[[ Data under study, beginning ]]

use anyhow::{Context, Result};
use quire_core::{
    application::{
        ApplicationError, ApplicationResult,
        dto::{ArticleInput, ArticleRecord, AuthenticatedUser},
        services::ApplicationServices,
        validation::FieldErrors,
    },
    config::AppConfig,
    domain::{
        article::Article,
        errors::{DomainError, DomainResult},
        tag::Tag,
        user::{Capability, Role, UserId},
    },
    infrastructure::InMemoryTagService,
};
use serde::{Deserialize, Serialize};
use std::{io::Read, process::ExitCode, sync::Arc};
use tracing_subscriber::{layer::SubscriberExt, util::SubscriberInitExt};

/// One create or update, read as JSON from stdin. `existing` selects update.
#[derive(Debug, Deserialize)]
#[serde(rename_all = "camelCase")]
struct ArticleRequest {
    actor: Actor,
    #[serde(default)]
    tags: Vec<Tag>,
    #[serde(default)]
    existing: Option<ArticleRecord>,
    input: ArticleInput,
}

#[derive(Debug, Deserialize)]
struct Actor {
    id: UserId,
    #[serde(default)]
    username: String,
    #[serde(default)]
    role: Role,
    /// Extra `resource:action` grants on top of the role defaults.
    #[serde(default)]
    capabilities: Vec<String>,
}

#[derive(Serialize)]
struct ErrorBody<'a> {
    error: &'static str,
    message: String,
    #[serde(skip_serializing_if = "Option::is_none")]
    fields: Option<&'a FieldErrors>,
}

fn main() -> ExitCode {
    match bootstrap() {
        Ok(code) => code,
        Err(err) => {
            tracing::error!(error = %err, "fatal error");
            eprintln!("fatal error: {err:#}");
            ExitCode::FAILURE
        }
    }
}

fn bootstrap() -> Result<ExitCode> {
    let config = AppConfig::from_env()?;
    init_tracing(config.log_filter());

    let mut raw = String::new();
    std::io::stdin()
        .read_to_string(&mut raw)
        .context("reading request from stdin")?;

    match process(&raw, &config) {
        Ok(article) => {
            let record = ArticleRecord::from(&article);
            println!("{}", serde_json::to_string_pretty(&record)?);
            Ok(ExitCode::SUCCESS)
        }
        Err(err) => {
            tracing::warn!(kind = err.kind(), error = %err, "article rejected");
            let fields = match &err {
                ApplicationError::Validation(fields) => Some(fields),
                ApplicationError::Domain(_) => None,
            };
            let body = ErrorBody {
                error: err.kind(),
                message: err.to_string(),
                fields,
            };
            println!("{}", serde_json::to_string_pretty(&body)?);
            Ok(if err.is_client_error() {
                ExitCode::from(2)
            } else {
                ExitCode::FAILURE
            })
        }
    }
}

/// Runs one request. Anything wrong with the payload itself is a client
/// error, reported like any other rejection.
fn process(raw: &str, config: &AppConfig) -> ApplicationResult<Article> {
    let request: ArticleRequest = serde_json::from_str(raw)
        .map_err(|err| DomainError::parse(format!("invalid article request: {err}")))?;

    let actor = build_actor(request.actor)?;
    let tag_service = Arc::new(InMemoryTagService::new(request.tags));
    let services = ApplicationServices::new(tag_service, config.limits());
    let commands = &services.article_commands;

    match request.existing {
        Some(record) => {
            let mut article = record.into_article()?;
            commands.update_article(&actor, &mut article, &request.input)?;
            Ok(article)
        }
        None => commands.create_article(&actor, &request.input),
    }
}

fn build_actor(actor: Actor) -> DomainResult<AuthenticatedUser> {
    let mut user = AuthenticatedUser::new(actor.id, actor.username, actor.role);
    for grant in &actor.capabilities {
        let capability: Capability = grant.parse()?;
        user = user.with_capability(capability);
    }
    Ok(user)
}

fn init_tracing(filter: &str) {
    let subscriber = tracing_subscriber::registry()
        .with(tracing_subscriber::EnvFilter::new(filter))
        .with(tracing_subscriber::fmt::layer().with_writer(std::io::stderr));

    if subscriber.try_init().is_err() {
        tracing::warn!("tracing subscriber already initialised");
    }
}
// src/domain/user/mod.rs
pub mod value_objects;

pub use value_objects::{Capability, Role, UserId};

[[ Data under study, end ]]

* _Assignment_
Count the lines in the listing above that include the word "bootstrap", and respond with that number alone.

* _Output for this exercise_
2